Using the different Guardians in different ways can be fun, and with some of the puzzles and fetch quests acting as a platform for character development, Masters Of Anima becomes vaguely engrossing as you progress. Although we never feel fully invested in the story, the developer should be commended for creating a unique world that’s home to some interesting Golem and Guardian designs.

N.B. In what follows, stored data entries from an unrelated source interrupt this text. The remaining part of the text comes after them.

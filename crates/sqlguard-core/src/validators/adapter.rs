//! External-adapter guard.
//!
//! Delegates the verdict to an outside checker with a tri-state contract:
//! exit code 0 = valid, 1 = invalid, 2 = environment/configuration error.
//! The checker can run as a subprocess per probe or in-process; both paths
//! map onto [`AdapterVerdict`].
//!
//! The bundled checker is a smoke-test heuristic, not a grammar: it only
//! looks for a non-empty `SELECT <payload> FROM <payload>` shape.

use lazy_static::lazy_static;
use regex::Regex;
use serde::{Deserialize, Serialize};
use std::path::{Path, PathBuf};
use std::process::{Command, Stdio};

use crate::outcome::{Reason, ValidationOutcome};
use crate::GuardError;

use super::{ConstraintValidator, ValidatorKind};

lazy_static! {
    /// `SELECT <something> FROM <something>`, case-insensitive, across lines.
    static ref SELECT_FROM_PATTERN: Regex = Regex::new(
        r"(?is)\bselect\b\s+(.+?)\s+\bfrom\b\s+(.+?)(;|\s|$)"
    ).unwrap();
}

/// Verdict of the external checker.
#[derive(Debug, Clone, Copy, PartialEq, Eq, Serialize, Deserialize)]
#[serde(rename_all = "snake_case")]
pub enum AdapterVerdict {
    Valid,
    Invalid,
    /// Checker could not run properly (missing root, bad setup). Fatal.
    EnvironmentError,
}

impl AdapterVerdict {
    /// Map a process exit code; unknown codes yield `None`.
    pub fn from_exit_code(code: i32) -> Option<Self> {
        match code {
            0 => Some(Self::Valid),
            1 => Some(Self::Invalid),
            2 => Some(Self::EnvironmentError),
            _ => None,
        }
    }

    pub fn exit_code(&self) -> i32 {
        match self {
            Self::Valid => 0,
            Self::Invalid => 1,
            Self::EnvironmentError => 2,
        }
    }
}

/// How the adapter reaches the checker.
#[derive(Debug, Clone, PartialEq, Eq, Serialize, Deserialize)]
#[serde(tag = "type", rename_all = "snake_case")]
pub enum AdapterBackend {
    /// Call [`check_sql`] directly
    InProcess,

    /// Spawn `<program> <args..> --sql <text> --root <root>` per probe
    Subprocess {
        program: PathBuf,
        #[serde(default)]
        args: Vec<String>,
    },
}

impl Default for AdapterBackend {
    fn default() -> Self {
        Self::InProcess
    }
}

/// Configuration for [`ExternalAdapter`].
#[derive(Debug, Clone, PartialEq, Eq, Serialize, Deserialize)]
pub struct AdapterConfig {
    /// Root directory of the external tool; must exist
    pub root: PathBuf,

    #[serde(default)]
    pub backend: AdapterBackend,
}

impl AdapterConfig {
    pub fn in_process(root: impl Into<PathBuf>) -> Self {
        Self {
            root: root.into(),
            backend: AdapterBackend::InProcess,
        }
    }

    pub fn subprocess(
        root: impl Into<PathBuf>,
        program: impl Into<PathBuf>,
        args: Vec<String>,
    ) -> Self {
        Self {
            root: root.into(),
            backend: AdapterBackend::Subprocess {
                program: program.into(),
                args,
            },
        }
    }
}

/// The smoke-test checker behind the adapter contract.
pub fn check_sql(sql: &str, root: &Path) -> AdapterVerdict {
    if !root.exists() {
        return AdapterVerdict::EnvironmentError;
    }

    let sql = sql.trim();
    if sql.is_empty() {
        return AdapterVerdict::Invalid;
    }

    let Some(captures) = SELECT_FROM_PATTERN.captures(sql) else {
        return AdapterVerdict::Invalid;
    };

    let select_part = captures.get(1).map_or("", |m| m.as_str()).trim();
    let from_part = captures.get(2).map_or("", |m| m.as_str()).trim();

    if is_blank_payload(select_part) || is_blank_payload(from_part) {
        return AdapterVerdict::Invalid;
    }

    AdapterVerdict::Valid
}

/// Empty, or nothing but separators (`SELECT , FROM ;`).
///
/// Only `,` and `;` count as blank. Other punctuation stays meaningful:
/// `*` is a whole projection, and `(` or `.` may open a valid expression.
fn is_blank_payload(payload: &str) -> bool {
    payload.chars().all(|ch| ch == ',' || ch == ';')
}

/// Guard that defers every verdict to the external checker.
///
/// It cannot tell a truncated statement from a broken one, so every
/// rejection carries [`Reason::Rejected`].
#[derive(Debug, Clone)]
pub struct ExternalAdapter {
    config: AdapterConfig,
    buffer: String,
}

impl ExternalAdapter {
    pub fn new(config: AdapterConfig) -> Self {
        Self {
            config,
            buffer: String::new(),
        }
    }

    fn judge(&self, sql: &str) -> Result<AdapterVerdict, GuardError> {
        match &self.config.backend {
            AdapterBackend::InProcess => Ok(check_sql(sql, &self.config.root)),
            AdapterBackend::Subprocess { program, args } => {
                run_checker(program, args, sql, &self.config.root)
            }
        }
    }
}

impl ConstraintValidator for ExternalAdapter {
    fn kind(&self) -> ValidatorKind {
        ValidatorKind::External
    }

    fn reset(&mut self) {
        self.buffer.clear();
    }

    fn step(&mut self, fragment: &str) -> Result<ValidationOutcome, GuardError> {
        self.buffer.push_str(fragment);

        let outcome = match self.judge(&self.buffer)? {
            AdapterVerdict::Valid => ValidationOutcome::accept(Reason::None, self.buffer.as_str()),
            AdapterVerdict::Invalid => {
                ValidationOutcome::reject(Reason::Rejected, self.buffer.as_str())
            }
            AdapterVerdict::EnvironmentError => {
                return Err(GuardError::Environment(format!(
                    "external checker cannot run with root {}",
                    self.config.root.display()
                )));
            }
        };

        tracing::debug!(
            accepted = outcome.accepted,
            buffer_len = self.buffer.len(),
            "external adapter step"
        );
        Ok(outcome)
    }

    fn buffer(&self) -> &str {
        &self.buffer
    }
}

fn run_checker(
    program: &Path,
    args: &[String],
    sql: &str,
    root: &Path,
) -> Result<AdapterVerdict, GuardError> {
    let output = Command::new(program)
        .args(args)
        .arg("--sql")
        .arg(sql)
        .arg("--root")
        .arg(root)
        .stdin(Stdio::null())
        .output()
        .map_err(|e| {
            GuardError::Environment(format!("failed to launch {}: {}", program.display(), e))
        })?;

    let Some(code) = output.status.code() else {
        return Err(GuardError::Internal(format!(
            "{} terminated without an exit code",
            program.display()
        )));
    };

    match AdapterVerdict::from_exit_code(code) {
        Some(AdapterVerdict::EnvironmentError) => {
            let stderr = String::from_utf8_lossy(&output.stderr);
            Err(GuardError::Environment(format!(
                "{} reported an environment error: {}",
                program.display(),
                stderr.trim()
            )))
        }
        Some(verdict) => Ok(verdict),
        None => Err(GuardError::Internal(format!(
            "{} exited with unexpected code {}",
            program.display(),
            code
        ))),
    }
}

The environments in which you control Otto are varied and, for the most part, look great. There are the expected elemental backdrops to gawk at with the music suited to each one. Passtech Games has gone for a geometric treatment; think along the same lines as indie titles such as Fe or Mulaka. The layouts look crisp in both handheld and TV mode and we rarely encounter performance issues during our playthrough. As we’re free (with enough EXP) to bolster our army to the big 100, the playing field quickly gets crowded, but thanks to the unique designs of our Guardians, distinguishing who’s who in the middle of a chaotic battle is a piece of cake.

Conclusion

From the outset, Masters Of Anima, tries its utmost to engage with a different world that’s ruled by a unique magic, bare-bones lore and a bunch of awkwardly portrayed and forgettable characters. The floundering voice acting and clunky script, coupled with a cringe-worthy story that’s more embarrassing than your drunk uncle dancing at a wedding, grates quickly. The title certainly won’t hold your hand when it comes to defeating the only enemy in the game, which could prove to be tedious for some. Masters Of Anima is no Pikmin, but if you’re looking for a fantasy land filled with tough enemy encounters and a game that's relatively straightforward, then this one is for you.